According to US interim attorney Bruce D. Brandler, criminal intelligence claims Levy borrowed $ 227,500 on behalf of the restaurant in the spring of 2020, making the federal government available to qualify for business during the COVID 19 pandemic. He also claims that Levy has spent more. of the loan proceeds for personal expenses and other unskilled goods and services, and $ 125,000 of the profit went to his mother, who put the money in the closet.
On November 24, 2020, Levy pleaded guilty to tax fraud and related offenses involving the Hershey Road Family Restaurant. Levy admitted that he paid no more than $ 230,000 in federal income and payroll taxes from January 1, 2014, through December 31, 2018, and agreed to repay the amount in full. The conviction, in this case, continued pending the resolution of the investigation into Levy’s new crimes and money laundering.
Both of Levy’s cases will be consolidated before the ruling, which is expected to come before US District Judge Jennifer P. Wilson in late 2021.
Both cases against Levy were investigated by the Internal Revenue Service – Criminal Investigation.

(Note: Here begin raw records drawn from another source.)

//! Chat commands: `query` and `fetch-attachments`.
//!
//! Handlers never return errors to the chat. Failures are logged with their
//! full cause and turned into a short reply.

use std::fmt::Write as _;
use std::path::PathBuf;

use chrono::DateTime;
use log::error;

use crate::email::{KeywordFilter, MessageSummary, SearchRequest};
use crate::engine::{Delivery, MailEngine, Payload};

/// Bodies longer than this are cut in the query reply.
const MAX_BODY_CHARS: usize = 1000;

// ============================================================================
// Query
// ============================================================================

#[derive(Debug, Clone, Default)]
pub struct QueryArgs {
    /// Comma-separated keywords.
    pub keywords: String,
    pub status: Option<String>,
    pub folder: Option<String>,
}

pub async fn query(engine: &MailEngine, args: &QueryArgs) -> String {
    let keywords = KeywordFilter::parse(&args.keywords);
    if keywords.is_empty() {
        return "Please give at least one keyword, e.g. `invoice,receipt`.".to_string();
    }

    let folder = args
        .folder
        .as_deref()
        .unwrap_or_else(|| engine.default_folder());
    let status = args
        .status
        .as_deref()
        .unwrap_or_else(|| engine.default_status());
    let request = SearchRequest::new(folder, status, keywords);

    match engine.search(&request).await {
        Ok(summaries) => format_query_reply(&args.keywords, &summaries),
        Err(e) => {
            error!("Mail query for '{}' failed: {:?}", args.keywords, e);
            format!("Mail query failed: {}", e.user_message())
        }
    }
}

/// One header line, then a section per message.
pub fn format_query_reply(keywords: &str, summaries: &[MessageSummary]) -> String {
    let mut reply = format!(
        "Found {} {} matching '{}'",
        summaries.len(),
        if summaries.len() == 1 { "message" } else { "messages" },
        keywords.trim()
    );

    for summary in summaries {
        reply.push_str("\n\n");
        let _ = writeln!(reply, "[{}] {}", summary.id, display_subject(&summary.subject));
        let _ = writeln!(reply, "From: {}", summary.from.as_deref().unwrap_or("(unknown)"));
        let _ = writeln!(reply, "Date: {}", display_date(summary.date.as_deref()));
        let _ = writeln!(reply, "{}", truncate_body(&summary.body));
        let _ = write!(
            reply,
            "Attachments: {}",
            if summary.has_attachment { "yes" } else { "no" }
        );
    }

    reply
}

fn display_subject(subject: &str) -> &str {
    if subject.trim().is_empty() {
        "(no subject)"
    } else {
        subject
    }
}

/// RFC 2822 dates are shown normalised; anything else verbatim.
fn display_date(raw: Option<&str>) -> String {
    match raw {
        Some(raw) => DateTime::parse_from_rfc2822(raw.trim())
            .map(|d| d.format("%Y-%m-%d %H:%M %:z").to_string())
            .unwrap_or_else(|_| raw.to_string()),
        None => "(unknown)".to_string(),
    }
}

fn truncate_body(body: &str) -> String {
    let body = body.trim();
    match body.char_indices().nth(MAX_BODY_CHARS) {
        Some((cut, _)) => format!("{}...", &body[..cut]),
        None => body.to_string(),
    }
}

// ============================================================================
// Fetch attachments
// ============================================================================

#[derive(Debug, Clone, PartialEq, Eq)]
pub struct DeliveredItem {
    pub filename: String,
    pub path: PathBuf,
    /// Files to send: the attachment itself or its page images.
    pub files: Vec<PathBuf>,
}

impl From<Delivery> for DeliveredItem {
    fn from(delivery: Delivery) -> Self {
        let files = match delivery.payload {
            Payload::File(path) => vec![path],
            Payload::Pages(pages) => pages,
        };
        Self {
            filename: delivery.attachment.filename,
            path: delivery.attachment.path,
            files,
        }
    }
}

#[derive(Debug, Clone, PartialEq, Eq)]
pub enum AttachmentsReply {
    NoIdentifier,
    NoAttachments,
    Delivered {
        items: Vec<DeliveredItem>,
        /// Display names that could not be saved.
        failed: Vec<String>,
    },
    Failed(String),
}

impl AttachmentsReply {
    pub fn text(&self) -> String {
        match self {
            Self::NoIdentifier => "Please give the id of the message.".to_string(),
            Self::NoAttachments => "No attachments found.".to_string(),
            Self::Delivered { items, failed } => {
                let mut text = String::new();
                for item in items {
                    let _ = writeln!(text, "{}: {}", item.filename, item.path.display());
                }
                if !failed.is_empty() {
                    let _ = writeln!(text, "Could not save: {}", failed.join(", "));
                }
                text.trim_end().to_string()
            }
            Self::Failed(message) => format!("Fetching attachments failed: {}", message),
        }
    }
}

pub async fn fetch_attachments(
    engine: &MailEngine,
    id: Option<&str>,
    folder: Option<&str>,
) -> AttachmentsReply {
    let id = match id.map(str::trim) {
        Some(id) if !id.is_empty() => id,
        _ => return AttachmentsReply::NoIdentifier,
    };
    let folder = folder.unwrap_or_else(|| engine.default_folder());

    match engine.deliver_attachments(id, folder).await {
        Ok(report) if report.is_empty() => AttachmentsReply::NoAttachments,
        Ok(report) => {
            for failed in &report.failed {
                error!("Attachment '{}' of message {}: {:?}", failed.filename, id, failed.error);
            }
            AttachmentsReply::Delivered {
                items: report.deliveries.into_iter().map(DeliveredItem::from).collect(),
                failed: report.failed.into_iter().map(|f| f.filename).collect(),
            }
        }
        Err(e) => {
            error!("Fetching attachments of message {} failed: {:?}", id, e);
            AttachmentsReply::Failed(e.user_message())
        }
    }
}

US Deputy Prosecutor Christian T. Haugsby is investigating the case.
A criminal information is just accusations. All accused are presumed innocent unless and until found guilty in court.

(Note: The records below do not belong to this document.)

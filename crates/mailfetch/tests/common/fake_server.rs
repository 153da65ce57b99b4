//! In-memory mailbox that speaks the `MailConnection` protocol.

#![allow(dead_code)]

use std::collections::BTreeMap;
use std::sync::{Arc, Mutex};

use async_trait::async_trait;

use mailfetch::email::{EmailError, MailConnection, MailConnector, Result, ServerSettings};

/// Every command the server saw, in order.
#[derive(Debug, Clone, PartialEq, Eq)]
pub enum ServerEvent {
    Login(String),
    Select(String),
    Search(String),
    Fetch(String),
    Close,
    Logout,
}

struct StoredMessage {
    uid: u32,
    raw: Vec<u8>,
    seen: bool,
}

#[derive(Default)]
struct ServerState {
    folders: BTreeMap<String, Vec<StoredMessage>>,
    next_uid: u32,
    reject_login: bool,
    connects: usize,
    events: Vec<ServerEvent>,
}

/// Cloning shares the mailbox, so a test can keep a handle after giving one to the engine.
#[derive(Clone, Default)]
pub struct FakeMailServer {
    state: Arc<Mutex<ServerState>>,
}

impl FakeMailServer {
    pub fn new() -> Self {
        let server = Self::default();
        server.add_folder("INBOX");
        server
    }

    pub fn add_folder(&self, folder: &str) {
        self.state
            .lock()
            .unwrap()
            .folders
            .entry(folder.to_string())
            .or_default();
    }

    /// Appends an unread message and returns its identifier.
    pub fn deliver(&self, folder: &str, raw: impl Into<Vec<u8>>) -> String {
        self.deliver_with_flags(folder, raw, false)
    }

    pub fn deliver_seen(&self, folder: &str, raw: impl Into<Vec<u8>>) -> String {
        self.deliver_with_flags(folder, raw, true)
    }

    fn deliver_with_flags(&self, folder: &str, raw: impl Into<Vec<u8>>, seen: bool) -> String {
        let mut state = self.state.lock().unwrap();
        state.next_uid += 1;
        let uid = state.next_uid;
        state
            .folders
            .entry(folder.to_string())
            .or_default()
            .push(StoredMessage {
                uid,
                raw: raw.into(),
                seen,
            });
        uid.to_string()
    }

    pub fn reject_logins(&self) {
        self.state.lock().unwrap().reject_login = true;
    }

    pub fn connect_count(&self) -> usize {
        self.state.lock().unwrap().connects
    }

    pub fn events(&self) -> Vec<ServerEvent> {
        self.state.lock().unwrap().events.clone()
    }

    pub fn is_seen(&self, folder: &str, id: &str) -> bool {
        let state = self.state.lock().unwrap();
        state.folders[folder]
            .iter()
            .any(|m| m.uid.to_string() == id && m.seen)
    }
}

#[async_trait]
impl MailConnector for FakeMailServer {
    async fn connect(&self, settings: &ServerSettings) -> Result<Box<dyn MailConnection>> {
        let mut state = self.state.lock().unwrap();
        state.connects += 1;
        state.events.push(ServerEvent::Login(settings.address.clone()));
        if state.reject_login {
            return Err(EmailError::Authentication(
                "[AUTHENTICATIONFAILED] Invalid credentials".to_string(),
            ));
        }
        Ok(Box::new(FakeConnection {
            state: Arc::clone(&self.state),
            selected: None,
        }))
    }
}

struct FakeConnection {
    state: Arc<Mutex<ServerState>>,
    selected: Option<String>,
}

impl FakeConnection {
    fn selected(&self) -> Result<&str> {
        self.selected
            .as_deref()
            .ok_or_else(|| EmailError::Protocol("no mailbox selected".to_string()))
    }
}

#[async_trait]
impl MailConnection for FakeConnection {
    async fn select(&mut self, folder: &str) -> Result<()> {
        let mut state = self.state.lock().unwrap();
        state.events.push(ServerEvent::Select(folder.to_string()));
        if !state.folders.contains_key(folder) {
            return Err(EmailError::FolderNotFound {
                folder: folder.to_string(),
                reason: "NO [NONEXISTENT] Unknown Mailbox".to_string(),
            });
        }
        self.selected = Some(folder.to_string());
        Ok(())
    }

    async fn search(&mut self, criteria: &str) -> Result<Vec<String>> {
        let folder = self.selected()?.to_string();
        let mut state = self.state.lock().unwrap();
        state.events.push(ServerEvent::Search(criteria.to_string()));

        let messages = &state.folders[&folder];
        let ids = match criteria.to_ascii_uppercase().as_str() {
            "ALL" => messages.iter().map(|m| m.uid.to_string()).collect(),
            "UNSEEN" => messages
                .iter()
                .filter(|m| !m.seen)
                .map(|m| m.uid.to_string())
                .collect(),
            "SEEN" => messages
                .iter()
                .filter(|m| m.seen)
                .map(|m| m.uid.to_string())
                .collect(),
            _ => {
                return Err(EmailError::Search {
                    query: criteria.to_string(),
                    reason: "BAD Invalid search criteria".to_string(),
                })
            }
        };
        Ok(ids)
    }

    async fn fetch(&mut self, id: &str) -> Result<Option<Vec<u8>>> {
        let folder = self.selected()?.to_string();
        let mut state = self.state.lock().unwrap();
        state.events.push(ServerEvent::Fetch(id.to_string()));

        Ok(state.folders[&folder]
            .iter()
            .find(|m| m.uid.to_string() == id)
            .map(|m| m.raw.clone()))
    }

    async fn close(&mut self) -> Result<()> {
        self.selected = None;
        self.state.lock().unwrap().events.push(ServerEvent::Close);
        Ok(())
    }

    async fn logout(&mut self) -> Result<()> {
        self.state.lock().unwrap().events.push(ServerEvent::Logout);
        Ok(())
    }
}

A conviction will be issued by the judge upon review of applicable federal statutes and federal criminal law guidelines.
Regardless, Levy faces a maximum sentence of up to 90 years in prison, a fine of up to $ 2,610,000, and five years of probation on the charges. Under the Federal Criminal Code, the judge must consider and weigh several factors, including the nature, circumstances, and severity of the offenses; the history and characteristics of the suspect; and the need to punish the accused, protect the public and meet their educational, professional and medical needs. For these reasons, the maximum legal sanction for the crime is not a precise indication of the possible conviction of a particular suspect.